* Required action *
Please repeat exactly the lines below from the one containing "pub const VU_GREEN: Color" down to the one containing "queue is full.", both included, and nothing else.

* Records from a data source *
+ + +
use std::io::{self, Stdout};
use std::time::Duration;

use crossterm::event::{self, Event, KeyEventKind};
use crossterm::terminal::{
    disable_raw_mode, enable_raw_mode, EnterAlternateScreen, LeaveAlternateScreen,
};
use crossterm::ExecutableCommand;
use log::debug;
use ratatui::backend::CrosstermBackend;
use ratatui::Terminal;

use crate::app::{AppState, SessionInfo};
use crate::audio::block::AudioBlock;
use crate::audio::queue::DropCounter;
use crate::error::ScopeError;
use crate::input;
use crate::logging;
use crate::messages::ControlChange;
use crate::settings::Settings;
use crate::ui::{view, Display};

fn term_err(e: io::Error) -> ScopeError {
    ScopeError::Terminal(e.to_string())
}

/// Full-screen crossterm display. The terminal is restored on drop, so
/// every exit path leaves the shell usable.
pub struct TerminalDisplay {
    terminal: Terminal<CrosstermBackend<Stdout>>,
    state: AppState,
    dropped: DropCounter,
}

impl TerminalDisplay {
    pub fn open(info: SessionInfo, settings: &Settings, dropped: DropCounter) -> Result<Self, ScopeError> {
        enable_raw_mode().map_err(term_err)?;
        if let Err(e) = io::stdout().execute(EnterAlternateScreen) {
            let _ = disable_raw_mode();
            return Err(term_err(e));
        }

        let terminal = match Terminal::new(CrosstermBackend::new(io::stdout())) {
            Ok(terminal) => terminal,
            Err(e) => {
                let _ = io::stdout().execute(LeaveAlternateScreen);
                let _ = disable_raw_mode();
                return Err(term_err(e));
            }
        };

        logging::mute_console(true);
        let mut display = Self {
            terminal,
            state: AppState::new(info, settings),
            dropped,
        };
        display.terminal.clear().map_err(term_err)?;
        display.terminal.hide_cursor().map_err(term_err)?;
        display.redraw()?;
        Ok(display)
    }
}

impl Display for TerminalDisplay {
    fn is_open(&self) -> bool {
        !self.state.should_quit
    }

    fn poll_controls(&mut self) -> Result<Vec<ControlChange>, ScopeError> {
        let mut changes = Vec::new();
        let mut dirty = false;

        while event::poll(Duration::ZERO).map_err(term_err)? {
            match event::read().map_err(term_err)? {
                Event::Key(key) if key.kind == KeyEventKind::Press => {
                    if let Some(evt) = input::handle_key(key) {
                        debug!("Key event: {:?}", evt);
                        changes.extend(self.state.handle_event(evt));
                        dirty = true;
                    }
                }
                Event::Resize(_, _) => dirty = true,
                _ => {}
            }
        }

        if dirty && self.is_open() {
            self.redraw()?;
        }
        Ok(changes)
    }

    fn show_block(&mut self, block: &AudioBlock) {
        self.state.show_block(block);
    }

    fn show_status(&mut self, message: &str) {
        self.state.show_status(message);
    }

    fn redraw(&mut self) -> Result<(), ScopeError> {
        self.state.dropped = self.dropped.get();
        let state = &self.state;
        self.terminal
            .draw(|frame| view::render(state, frame))
            .map_err(term_err)?;
        Ok(())
    }
}

impl Drop for TerminalDisplay {
    fn drop(&mut self) {
        let _ = disable_raw_mode();
        let _ = io::stdout().execute(LeaveAlternateScreen);
        let _ = self.terminal.show_cursor();
        logging::mute_console(false);
    }
}
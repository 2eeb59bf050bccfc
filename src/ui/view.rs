use ratatui::style::Style;
use ratatui::widgets::Block;
use ratatui::Frame;

use crate::app::AppState;
use crate::constants::{GAIN_RANGE, SMOOTHING_RANGE};
use crate::input;
use crate::messages::Control;
use crate::ui::layout::ScreenLayout;
use crate::ui::theme;
use crate::ui::widgets::header::HeaderWidget;
use crate::ui::widgets::keyboard_hint::KeyboardHintWidget;
use crate::ui::widgets::slider::SliderWidget;
use crate::ui::widgets::vu_meter::VuMeterWidget;
use crate::ui::widgets::waveform::WaveformWidget;

/// Draw the whole scope screen from `state`.
pub fn render(state: &AppState, frame: &mut Frame) {
    let area = frame.area();
    frame.render_widget(Block::default().style(Style::default().bg(theme::BG)), area);

    let layout = ScreenLayout::new(area);

    frame.render_widget(HeaderWidget { info: &state.info }, layout.header);
    frame.render_widget(
        VuMeterWidget {
            level_db: state.loudness_db,
        },
        layout.meter,
    );
    frame.render_widget(
        WaveformWidget {
            samples: &state.trace,
            color: theme::TRACE,
        },
        layout.trace,
    );
    frame.render_widget(
        SliderWidget {
            label: Control::Gain.label(),
            value: state.gain,
            min: *GAIN_RANGE.start(),
            max: *GAIN_RANGE.end(),
            selected: state.selected == Control::Gain,
        },
        layout.gain,
    );
    frame.render_widget(
        SliderWidget {
            label: Control::Smoothing.label(),
            value: state.smoothing,
            min: *SMOOTHING_RANGE.start(),
            max: *SMOOTHING_RANGE.end(),
            selected: state.selected == Control::Smoothing,
        },
        layout.smoothing,
    );
    frame.render_widget(
        KeyboardHintWidget {
            hints: input::key_hints(),
            message: state.status.as_deref(),
            dropped: state.dropped,
        },
        layout.footer,
    );
}
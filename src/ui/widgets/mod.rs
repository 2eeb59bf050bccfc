pub mod header;
pub mod keyboard_hint;
pub mod slider;
pub mod vu_meter;
pub mod waveform;
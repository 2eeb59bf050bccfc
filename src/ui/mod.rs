pub mod layout;
pub mod terminal;
pub mod theme;
pub mod view;
pub mod widgets;

use crate::audio::block::AudioBlock;
use crate::error::ScopeError;
use crate::messages::ControlChange;

/// The window the render loop drives.
pub trait Display {
    /// False once the user has closed the window.
    fn is_open(&self) -> bool;

    /// Slider changes since the last call. Must not block.
    fn poll_controls(&mut self) -> Result<Vec<ControlChange>, ScopeError>;

    /// Replace the current trace with `block`.
    fn show_block(&mut self, block: &AudioBlock);

    /// Tell the operator about a recoverable problem; shown until replaced.
    fn show_status(&mut self, message: &str);

    fn redraw(&mut self) -> Result<(), ScopeError>;
}
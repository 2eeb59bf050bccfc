use std::sync::atomic::{AtomicU32, Ordering};
use std::sync::Arc;

/// Gain shared between the render thread (writer) and the audio callback
/// (reader). Stored as raw f32 bits so reads never tear or block.
#[derive(Debug, Clone)]
pub struct SharedGain {
    bits: Arc<AtomicU32>,
}

impl SharedGain {
    pub fn new(gain: f32) -> Self {
        Self {
            bits: Arc::new(AtomicU32::new(gain.to_bits())),
        }
    }

    pub fn get(&self) -> f32 {
        f32::from_bits(self.bits.load(Ordering::Relaxed))
    }

    pub fn set(&self, gain: f32) {
        self.bits.store(gain.to_bits(), Ordering::Relaxed);
    }
}

#[cfg(test)]
mod tests {
    use super::*;

    #[test]
    fn clones_observe_updates() {
        let gain = SharedGain::new(1.0);
        let reader = gain.clone();
        gain.set(12.5);
        assert_eq!(reader.get(), 12.5);
    }

    #[test]
    fn visible_across_threads() {
        let gain = SharedGain::new(1.0);
        let reader = gain.clone();
        std::thread::spawn(move || gain.set(3.0)).join().unwrap();
        assert_eq!(reader.get(), 3.0);
    }
}
use log::{error, info, warn};

use crate::audio::block::{amplify, AudioBlock, BlockAssembler};
use crate::audio::device::{ActiveStream, AudioHost, Device};
use crate::audio::gain::SharedGain;
use crate::audio::queue::BufferPool;
use crate::error::ScopeError;
use crate::status::StatusBoard;

/// Handles the capture callbacks share with the render side.
#[derive(Clone)]
pub struct CaptureShared {
    pub gain: SharedGain,
    pub pool: BufferPool,
    pub status: StatusBoard,
}

/// Runs inside the backend's real-time callback. Everything here is
/// bounded: one atomic load, one pass over the buffer, a non-blocking
/// hand-off per completed block.
pub struct CaptureProcessor<F> {
    gain: SharedGain,
    status: StatusBoard,
    assembler: BlockAssembler,
    on_block: F,
}

impl<F> CaptureProcessor<F>
where
    F: FnMut(AudioBlock),
{
    pub fn new(block_size: usize, shared: CaptureShared, on_block: F) -> Self {
        Self {
            gain: shared.gain,
            status: shared.status,
            assembler: BlockAssembler::new(block_size, shared.pool),
            on_block,
        }
    }

    /// `data` is interleaved; only the first channel of each frame is kept.
    pub fn process(&mut self, data: &[f32], channels: usize) {
        if data.is_empty() {
            warn!("{}", ScopeError::EmptyFrame);
            self.status.post("No audio data received.");
            return;
        }

        let gain = self.gain.get();
        for frame in data.chunks(channels.max(1)) {
            if let Some(block) = self.assembler.push(amplify(frame[0], gain)) {
                (self.on_block)(block);
            }
        }
    }
}

/// Owns a live input stream; stops and releases it when dropped.
pub struct StreamHandle<S: ActiveStream> {
    stream: Option<S>,
    device_name: String,
}

impl<S: ActiveStream> StreamHandle<S> {
    pub fn device_name(&self) -> &str {
        &self.device_name
    }
}

impl<S: ActiveStream> Drop for StreamHandle<S> {
    fn drop(&mut self) {
        if let Some(mut stream) = self.stream.take() {
            stream.stop();
            drop(stream);
            info!("Capture stream on {} released", self.device_name);
        }
    }
}

/// Open an input stream on `device` and feed `on_block` with mono
/// gain-adjusted blocks of exactly `block_size` samples.
///
/// The gain is read on every callback, so changes apply without reopening.
/// Backend errors are logged and posted to the status board.
pub fn start<H, F>(
    host: &H,
    device: &Device,
    sample_rate: u32,
    block_size: usize,
    shared: CaptureShared,
    on_block: F,
) -> Result<StreamHandle<H::Stream>, ScopeError>
where
    H: AudioHost,
    F: FnMut(AudioBlock) + Send + 'static,
{
    let status = shared.status.clone();
    let mut processor = CaptureProcessor::new(block_size, shared, on_block);
    let stream = host.open_input(
        device,
        sample_rate,
        block_size,
        Box::new(move |data: &[f32], channels: usize| processor.process(data, channels)),
        Box::new(move |message: String| {
            error!("Audio input error: {}", message);
            status.post(format!("Audio input error: {}", message));
        }),
    )?;

    info!(
        "Capturing from {} ({}) at {} Hz, {} samples per block",
        device.index, device.name, sample_rate, block_size
    );

    Ok(StreamHandle {
        stream: Some(stream),
        device_name: device.name.clone(),
    })
}
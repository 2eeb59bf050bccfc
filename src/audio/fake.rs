//! In-memory audio backend for tests.

use std::cell::RefCell;
use std::sync::atomic::{AtomicBool, Ordering};
use std::sync::Arc;

use crate::audio::device::{ActiveStream, AudioHost, Device, ErrorCallback, InputCallback};
use crate::error::ScopeError;

pub struct FakeStream {
    stopped: Arc<AtomicBool>,
}

impl ActiveStream for FakeStream {
    fn stop(&mut self) {
        self.stopped.store(true, Ordering::SeqCst);
    }
}

/// Reports one input device. `open_input` synchronously pushes `feed`
/// through the callback once, as if the hardware had delivered it, then
/// reports `stream_error` if one is set.
pub struct FakeHost {
    devices: Vec<Device>,
    sample_rate: Option<u32>,
    fail_open: bool,
    feed: Vec<f32>,
    stream_error: Option<String>,
    stopped: Arc<AtomicBool>,
    opened: RefCell<usize>,
}

impl FakeHost {
    pub fn with_feed(feed: Vec<f32>) -> Self {
        Self {
            devices: vec![
                Device {
                    index: 0,
                    name: "Monitor".to_string(),
                    input_channels: 0,
                },
                Device {
                    index: 1,
                    name: "Fake Mic".to_string(),
                    input_channels: 1,
                },
            ],
            sample_rate: Some(48_000),
            fail_open: false,
            feed,
            stream_error: None,
            stopped: Arc::new(AtomicBool::new(false)),
            opened: RefCell::new(0),
        }
    }

    pub fn failing_open() -> Self {
        Self {
            fail_open: true,
            ..Self::with_feed(Vec::new())
        }
    }

    pub fn without_rate(mut self) -> Self {
        self.sample_rate = None;
        self
    }

    pub fn with_stream_error(mut self, message: &str) -> Self {
        self.stream_error = Some(message.to_string());
        self
    }

    pub fn input_device(&self) -> Device {
        self.devices[1].clone()
    }

    pub fn stopped(&self) -> bool {
        self.stopped.load(Ordering::SeqCst)
    }

    pub fn opened(&self) -> usize {
        *self.opened.borrow()
    }
}

impl AudioHost for FakeHost {
    type Stream = FakeStream;

    fn devices(&self) -> Result<Vec<Device>, ScopeError> {
        Ok(self.devices.clone())
    }

    fn default_sample_rate(&self, _device: &Device) -> Result<u32, ScopeError> {
        self.sample_rate
            .ok_or_else(|| ScopeError::DeviceInfo("device vanished".to_string()))
    }

    fn open_input(
        &self,
        device: &Device,
        _sample_rate: u32,
        _block_size: usize,
        mut callback: InputCallback,
        mut on_error: ErrorCallback,
    ) -> Result<FakeStream, ScopeError> {
        if self.fail_open {
            return Err(ScopeError::StreamOpen(format!(
                "invalid sample rate for {}",
                device.name
            )));
        }
        *self.opened.borrow_mut() += 1;
        callback(&self.feed, 1);
        if let Some(message) = &self.stream_error {
            on_error(message.clone());
        }
        Ok(FakeStream {
            stopped: Arc::clone(&self.stopped),
        })
    }
}
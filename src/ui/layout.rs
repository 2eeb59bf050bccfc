use ratatui::layout::{Constraint, Direction, Layout, Rect};

/// Main screen layout regions
pub struct ScreenLayout {
    pub header: Rect,
    pub meter: Rect,
    pub trace: Rect,
    pub gain: Rect,
    pub smoothing: Rect,
    pub footer: Rect,
}

impl ScreenLayout {
    pub fn new(area: Rect) -> Self {
        let chunks = Layout::default()
            .direction(Direction::Vertical)
            .constraints([
                Constraint::Length(1), // Title, device, rate
                Constraint::Length(1), // Loudness meter
                Constraint::Min(6),    // Oscilloscope trace
                Constraint::Length(1), // Gain slider
                Constraint::Length(1), // Smoothing slider
                Constraint::Length(1), // Key hints + status
            ])
            .split(area);

        Self {
            header: chunks[0],
            meter: chunks[1],
            trace: chunks[2],
            gain: chunks[3],
            smoothing: chunks[4],
            footer: chunks[5],
        }
    }
}
use ratatui::buffer::Buffer;
use ratatui::layout::Rect;
use ratatui::style::Style;
use ratatui::widgets::Widget;

use crate::ui::theme;

/// Key hints (or the latest problem, when there is one) on the left,
/// dropped-block count on the right.
pub struct KeyboardHintWidget<'a> {
    pub hints: Vec<(&'static str, &'static str)>,
    pub message: Option<&'a str>,
    pub dropped: u64,
}

impl Widget for KeyboardHintWidget<'_> {
    fn render(self, area: Rect, buf: &mut Buffer) {
        if area.height < 1 {
            return;
        }

        let status = format!("dropped {} ", self.dropped);
        let status_color = if self.dropped > 0 { theme::WARN } else { theme::DIM };
        let status_x = (area.x + area.width).saturating_sub(status.len() as u16);
        let hints_end = status_x.saturating_sub(1);

        if let Some(message) = self.message {
            let width = hints_end.saturating_sub(area.x + 1) as usize;
            let shown: String = format!("! {}", message).chars().take(width).collect();
            buf.set_string(area.x + 1, area.y, shown, Style::default().fg(theme::VU_RED));
        } else {
            let mut x = area.x + 1;
            for (key, desc) in &self.hints {
                let width = (key.chars().count() + desc.len() + 3) as u16;
                if x + width > hints_end {
                    break;
                }
                buf.set_string(x, area.y, key, Style::default().fg(theme::ACCENT));
                x += key.chars().count() as u16;
                buf.set_string(x, area.y, ":", Style::default().fg(theme::DIM));
                x += 1;
                buf.set_string(x, area.y, desc, Style::default().fg(theme::FG));
                x += desc.len() as u16 + 2;
            }
        }

        if status_x > area.x {
            buf.set_string(status_x, area.y, &status, Style::default().fg(status_color));
        }
    }
}
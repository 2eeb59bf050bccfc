use ratatui::buffer::Buffer;
use ratatui::layout::Rect;
use ratatui::style::{Color, Style};
use ratatui::widgets::Widget;

use crate::audio::block::column_extents;
use crate::ui::theme;

/// Oscilloscope trace: samples in [-1, 1] drawn left to right, one
/// min/max stroke per terminal column.
pub struct WaveformWidget<'a> {
    pub samples: &'a [f32],
    pub color: Color,
}

/// Terminal row for an amplitude; +1 at the top, -1 at the bottom.
pub fn amplitude_row(area: Rect, value: f32) -> u16 {
    let span = area.height.saturating_sub(1) as f32;
    let offset = ((1.0 - value.clamp(-1.0, 1.0)) / 2.0 * span).round() as u16;
    area.y + offset.min(area.height.saturating_sub(1))
}

impl Widget for WaveformWidget<'_> {
    fn render(self, area: Rect, buf: &mut Buffer) {
        if area.width < 2 || area.height < 3 {
            return;
        }

        // Grid: zero line plus quarter marks
        let mid_y = amplitude_row(area, 0.0);
        for x in area.x..area.x + area.width {
            buf.set_string(x, mid_y, "┄", Style::default().fg(theme::GRID));
        }
        for level in [-0.5, 0.5] {
            let y = amplitude_row(area, level);
            for x in (area.x..area.x + area.width).step_by(4) {
                buf.set_string(x, y, "·", Style::default().fg(theme::GRID));
            }
        }

        let style = Style::default().fg(self.color);
        for (i, (lo, hi)) in column_extents(self.samples, area.width as usize)
            .into_iter()
            .enumerate()
        {
            let x = area.x + i as u16;
            let top = amplitude_row(area, hi);
            let bottom = amplitude_row(area, lo);
            if top == bottom {
                buf.set_string(x, top, "─", style);
            } else {
                for y in top..=bottom {
                    buf.set_string(x, y, "│", style);
                }
            }
        }
    }
}
use ratatui::style::Color;

/// Phosphor-green CRT palette
pub const BG: Color = Color::Rgb(8, 12, 8);
pub const FG: Color = Color::Rgb(200, 210, 200);
pub const DIM: Color = Color::Rgb(70, 85, 70);
pub const GRID: Color = Color::Rgb(40, 55, 40);
pub const TRACE: Color = Color::Rgb(80, 255, 80);
pub const ACCENT: Color = Color::Rgb(0, 230, 120);
pub const WARN: Color = Color::Rgb(230, 200, 50);
pub const VU_GREEN: Color = Color::Rgb(50, 220, 80);
pub const VU_YELLOW: Color = Color::Rgb(220, 220, 50);
pub const VU_RED: Color = Color::Rgb(220, 50, 50);
pub const SELECTED_BG: Color = Color::Rgb(25, 40, 30);
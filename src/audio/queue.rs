use std::sync::atomic::{AtomicU64, Ordering};
use std::sync::Arc;
use std::time::Duration;

use crossbeam_channel::{bounded, Receiver, RecvTimeoutError, Sender, TrySendError};

use crate::audio::block::AudioBlock;

/// What happens to a block that arrives while the queue is full.
#[derive(Debug, Clone, Copy, PartialEq, Eq)]
pub enum DropPolicy {
    /// Discard the incoming block; queued blocks are still rendered.
    DropNewest,
    /// Evict the oldest queued block to make room for the incoming one.
    DropOldest,
}

impl DropPolicy {
    pub fn parse(value: &str) -> Option<Self> {
        match value.trim().to_ascii_lowercase().as_str() {
            "newest" | "drop-newest" => Some(DropPolicy::DropNewest),
            "oldest" | "drop-oldest" => Some(DropPolicy::DropOldest),
            _ => None,
        }
    }
}

#[derive(Debug, Clone, Copy, PartialEq, Eq)]
pub enum Handoff {
    Enqueued,
    /// The incoming block was discarded.
    Dropped,
    /// The incoming block was queued after evicting the oldest one.
    Displaced,
}

/// Counts blocks lost to a full queue. Cheap to clone and read from the UI.
#[derive(Debug, Clone, Default)]
pub struct DropCounter {
    count: Arc<AtomicU64>,
}

impl DropCounter {
    pub fn get(&self) -> u64 {
        self.count.load(Ordering::Relaxed)
    }

    fn bump(&self) {
        self.count.fetch_add(1, Ordering::Relaxed);
    }
}

/// Sample buffers circulating between the capture callback and the render
/// loop, so steady-state capture does not allocate.
#[derive(Clone)]
pub struct BufferPool {
    tx: Sender<Vec<f32>>,
    rx: Receiver<Vec<f32>>,
    block_size: usize,
}

impl BufferPool {
    /// `count` buffers of `block_size` capacity, allocated up front.
    pub fn new(count: usize, block_size: usize) -> Self {
        let (tx, rx) = bounded(count.max(1));
        for _ in 0..count {
            let _ = tx.try_send(Vec::with_capacity(block_size));
        }
        Self { tx, rx, block_size }
    }

    /// An empty buffer; allocates only when every pooled buffer is in flight.
    pub fn take(&self) -> Vec<f32> {
        self.rx
            .try_recv()
            .unwrap_or_else(|_| Vec::with_capacity(self.block_size))
    }

    pub fn give_back(&self, mut buffer: Vec<f32>) {
        buffer.clear();
        let _ = self.tx.try_send(buffer);
    }
}

/// Producer half, owned by the capture callback. Never blocks.
pub struct BlockProducer {
    tx: Sender<AudioBlock>,
    // Only held for DropOldest, so the producer can evict from the front.
    evict: Option<Receiver<AudioBlock>>,
    dropped: DropCounter,
    pool: BufferPool,
}

/// Consumer half, owned by the render loop.
pub struct BlockConsumer {
    rx: Receiver<AudioBlock>,
    dropped: DropCounter,
    pool: BufferPool,
}

/// Build a bounded single-producer/single-consumer hand-off queue, with a
/// buffer pool big enough for a full queue plus the block being filled and
/// the block on screen.
pub fn handoff_queue(
    capacity: usize,
    policy: DropPolicy,
    block_size: usize,
) -> (BlockProducer, BlockConsumer) {
    let capacity = capacity.max(1);
    let (tx, rx) = bounded(capacity);
    let dropped = DropCounter::default();
    let pool = BufferPool::new(capacity + 2, block_size);
    let evict = match policy {
        DropPolicy::DropNewest => None,
        DropPolicy::DropOldest => Some(rx.clone()),
    };
    (
        BlockProducer {
            tx,
            evict,
            dropped: dropped.clone(),
            pool: pool.clone(),
        },
        BlockConsumer { rx, dropped, pool },
    )
}

impl BlockProducer {
    pub fn try_enqueue(&self, block: AudioBlock) -> Handoff {
        let block = match self.tx.try_send(block) {
            Ok(()) => return Handoff::Enqueued,
            Err(TrySendError::Disconnected(block)) => {
                self.dropped.bump();
                self.pool.give_back(block.into_samples());
                return Handoff::Dropped;
            }
            Err(TrySendError::Full(block)) => block,
        };

        self.dropped.bump();
        let Some(evict) = &self.evict else {
            self.pool.give_back(block.into_samples());
            return Handoff::Dropped;
        };
        if let Ok(evicted) = evict.try_recv() {
            self.pool.give_back(evicted.into_samples());
        }
        match self.tx.try_send(block) {
            Ok(()) => Handoff::Displaced,
            Err(e) => {
                self.pool.give_back(e.into_inner().into_samples());
                Handoff::Dropped
            }
        }
    }

    pub fn pool(&self) -> BufferPool {
        self.pool.clone()
    }
}

impl BlockConsumer {
    /// Wait up to `timeout` for the oldest queued block.
    pub fn dequeue(&self, timeout: Duration) -> Option<AudioBlock> {
        match self.rx.recv_timeout(timeout) {
            Ok(block) => Some(block),
            Err(RecvTimeoutError::Timeout) => None,
            Err(RecvTimeoutError::Disconnected) => None,
        }
    }

    /// Return a shown block's buffer for reuse by the capture side.
    pub fn recycle(&self, block: AudioBlock) {
        self.pool.give_back(block.into_samples());
    }

    #[cfg(test)]
    pub fn len(&self) -> usize {
        self.rx.len()
    }

    pub fn dropped(&self) -> DropCounter {
        self.dropped.clone()
    }
}
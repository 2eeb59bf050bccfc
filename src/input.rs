use crossterm::event::{KeyCode, KeyEvent, KeyModifiers};

use crate::messages::UiEvent;

/// Map keyboard input to UiEvent
pub fn handle_key(key: KeyEvent) -> Option<UiEvent> {
    match key.code {
        KeyCode::Esc | KeyCode::Char('q') => Some(UiEvent::Quit),
        KeyCode::Char('c') if key.modifiers.contains(KeyModifiers::CONTROL) => Some(UiEvent::Quit),
        KeyCode::Up | KeyCode::Char('k') | KeyCode::BackTab => Some(UiEvent::SelectPrev),
        KeyCode::Down | KeyCode::Char('j') | KeyCode::Tab => Some(UiEvent::SelectNext),
        KeyCode::Right | KeyCode::Char('l') | KeyCode::Char('+') => Some(UiEvent::Increase),
        KeyCode::Left | KeyCode::Char('h') | KeyCode::Char('-') => Some(UiEvent::Decrease),
        _ => None,
    }
}

/// Key labels for the hint bar
pub fn key_hints() -> Vec<(&'static str, &'static str)> {
    vec![
        ("↑/↓", "Select"),
        ("←/→", "Adjust"),
        ("Q/Esc", "Quit"),
    ]
}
+ + +
* Result *
pub const VU_GREEN: Color = Color::Rgb(50, 220, 80);
pub const VU_YELLOW: Color = Color::Rgb(220, 220, 50);
pub const VU_RED: Color = Color::Rgb(220, 50, 50);
pub const SELECTED_BG: Color = Color::Rgb(25, 40, 30);
filename src/audio/queue.rs
use std::sync::atomic::{AtomicU64, Ordering};
use std::sync::Arc;
use std::time::Duration;

use crossbeam_channel::{bounded, Receiver, RecvTimeoutError, Sender, TrySendError};

use crate::audio::block::AudioBlock;

/// What happens to a block that arrives while the queue is full.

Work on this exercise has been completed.